"""
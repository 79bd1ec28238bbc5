// config.rs - Tunables for drop injection, timing and damping
//
// Overrides arrive from the host (a JS options object on wasm, CLI flags in
// the native bin); values that fail validation are dropped with a warning
// rather than rejected.

#[derive(Debug, Clone, Copy, PartialEq, Eq)]
pub struct RippleConfig {
    /// Half-side of the square neighborhood a drop energizes, in cells
    pub drop_radius: u32,
    /// Height added to each cell of the neighborhood
    pub drop_depth: u32,
    /// Tick period for the host timer, in milliseconds
    pub frame_interval_ms: u32,
    /// Damping is 1 - 2^-shift per tick; 0 disables damping
    pub damping_shift: u32,
}

impl Default for RippleConfig {
    fn default() -> Self {
        Self {
            drop_radius: 3,
            drop_depth: 1024,
            frame_interval_ms: 20,
            damping_shift: 5,
        }
    }
}

impl RippleConfig {
    /// Apply one named override. Unknown names are ignored, invalid values
    /// are logged and ignored.
    pub fn set(&mut self, key: &str, value: f64) {
        // Every field crosses a host boundary that speaks i32
        let positive = |v: f64| -> Option<u32> {
            (v.fract() == 0.0 && v >= 1.0 && v <= i32::MAX as f64).then_some(v as u32)
        };
        match key {
            "dropRadius" => match positive(value) {
                Some(v) => self.drop_radius = v,
                None => log::warn!("ignoring dropRadius = {}", value),
            },
            "dropDepth" => match positive(value) {
                Some(v) => self.drop_depth = v,
                None => log::warn!("ignoring dropDepth = {}", value),
            },
            "frameIntervalMs" => match positive(value) {
                Some(v) => self.frame_interval_ms = v,
                None => log::warn!("ignoring frameIntervalMs = {}", value),
            },
            "dampingShift" => {
                // Zero is a legal (if non-converging) shift
                if value.fract() == 0.0 && value >= 0.0 && value < 32.0 {
                    self.damping_shift = value as u32;
                } else {
                    log::warn!("ignoring dampingShift = {}", value);
                }
            }
            _ => {}
        }
    }
}

#[cfg(test)]
mod tests {
    use super::*;

    #[test]
    fn defaults_are_the_water_tuning() {
        let c = RippleConfig::default();
        assert_eq!(c.drop_radius, 3);
        assert_eq!(c.drop_depth, 1024);
        assert_eq!(c.frame_interval_ms, 20);
        assert_eq!(c.damping_shift, 5);
    }

    #[test]
    fn overrides_merge_known_keys() {
        let mut c = RippleConfig::default();
        c.set("dropRadius", 5.0);
        c.set("dampingShift", 4.0);
        assert_eq!(c.drop_radius, 5);
        assert_eq!(c.damping_shift, 4);
        // untouched fields keep defaults
        assert_eq!(c.drop_depth, 1024);
    }

    #[test]
    fn unknown_keys_are_ignored() {
        let mut c = RippleConfig::default();
        c.set("splashHeight", 99.0);
        assert_eq!(c, RippleConfig::default());
    }

    #[test]
    fn invalid_values_are_ignored() {
        let mut c = RippleConfig::default();
        c.set("dropDepth", 0.0);
        c.set("dropDepth", -3.0);
        c.set("dropDepth", 1.5);
        c.set("dampingShift", 32.0);
        assert_eq!(c, RippleConfig::default());
    }

    #[test]
    fn damping_shift_zero_is_allowed() {
        let mut c = RippleConfig::default();
        c.set("dampingShift", 0.0);
        assert_eq!(c.damping_shift, 0);
    }
}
"""
## What you will do
Would you repeat the records above without any changes?

## Output below
repository 79bd1ec28238bbc5
// config.rs - Tunables for drop injection, timing and damping
//
// Overrides arrive from the host (a JS options object on wasm, CLI flags in
// the native bin); values that fail validation are dropped with a warning
// rather than rejected.

#[derive(Debug, Clone, Copy, PartialEq, Eq)]
pub struct RippleConfig {
    /// Half-side of the square neighborhood a drop energizes, in cells
    pub drop_radius: u32,
    /// Height added to each cell of the neighborhood
    pub drop_depth: u32,
    /// Tick period for the host timer, in milliseconds
    pub frame_interval_ms: u32,
    /// Damping is 1 - 2^-shift per tick; 0 disables damping
    pub damping_shift: u32,
}

impl Default for RippleConfig {
    fn default() -> Self {
        Self {
            drop_radius: 3,
            drop_depth: 1024,
            frame_interval_ms: 20,
            damping_shift: 5,
        }
    }
}

impl RippleConfig {
    /// Apply one named override. Unknown names are ignored, invalid values
    /// are logged and ignored.
    pub fn set(&mut self, key: &str, value: f64) {
        // Every field crosses a host boundary that speaks i32
        let positive = |v: f64| -> Option<u32> {
            (v.fract() == 0.0 && v >= 1.0 && v <= i32::MAX as f64).then_some(v as u32)
        };
        match key {
            "dropRadius" => match positive(value) {
                Some(v) => self.drop_radius = v,
                None => log::warn!("ignoring dropRadius = {}", value),
            },
            "dropDepth" => match positive(value) {
                Some(v) => self.drop_depth = v,
                None => log::warn!("ignoring dropDepth = {}", value),
            },
            "frameIntervalMs" => match positive(value) {
                Some(v) => self.frame_interval_ms = v,
                None => log::warn!("ignoring frameIntervalMs = {}", value),
            },
            "dampingShift" => {
                // Zero is a legal (if non-converging) shift
                if value.fract() == 0.0 && value >= 0.0 && value < 32.0 {
                    self.damping_shift = value as u32;
                } else {
                    log::warn!("ignoring dampingShift = {}", value);
                }
            }
            _ => {}
        }
    }
}

#[cfg(test)]
mod tests {
    use super::*;

    #[test]
    fn defaults_are_the_water_tuning() {
        let c = RippleConfig::default();
        assert_eq!(c.drop_radius, 3);
        assert_eq!(c.drop_depth, 1024);
        assert_eq!(c.frame_interval_ms, 20);
        assert_eq!(c.damping_shift, 5);
    }

    #[test]
    fn overrides_merge_known_keys() {
        let mut c = RippleConfig::default();
        c.set("dropRadius", 5.0);
        c.set("dampingShift", 4.0);
        assert_eq!(c.drop_radius, 5);
        assert_eq!(c.damping_shift, 4);
        // untouched fields keep defaults
        assert_eq!(c.drop_depth, 1024);
    }

    #[test]
    fn unknown_keys_are_ignored() {
        let mut c = RippleConfig::default();
        c.set("splashHeight", 99.0);
        assert_eq!(c, RippleConfig::default());
    }

    #[test]
    fn invalid_values_are_ignored() {
        let mut c = RippleConfig::default();
        c.set("dropDepth", 0.0);
        c.set("dropDepth", -3.0);
        c.set("dropDepth", 1.5);
        c.set("dampingShift", 32.0);
        assert_eq!(c, RippleConfig::default());
    }

    #[test]
    fn damping_shift_zero_is_allowed() {
        let mut c = RippleConfig::default();
        c.set("dampingShift", 0.0);
        assert_eq!(c.damping_shift, 0);
    }
}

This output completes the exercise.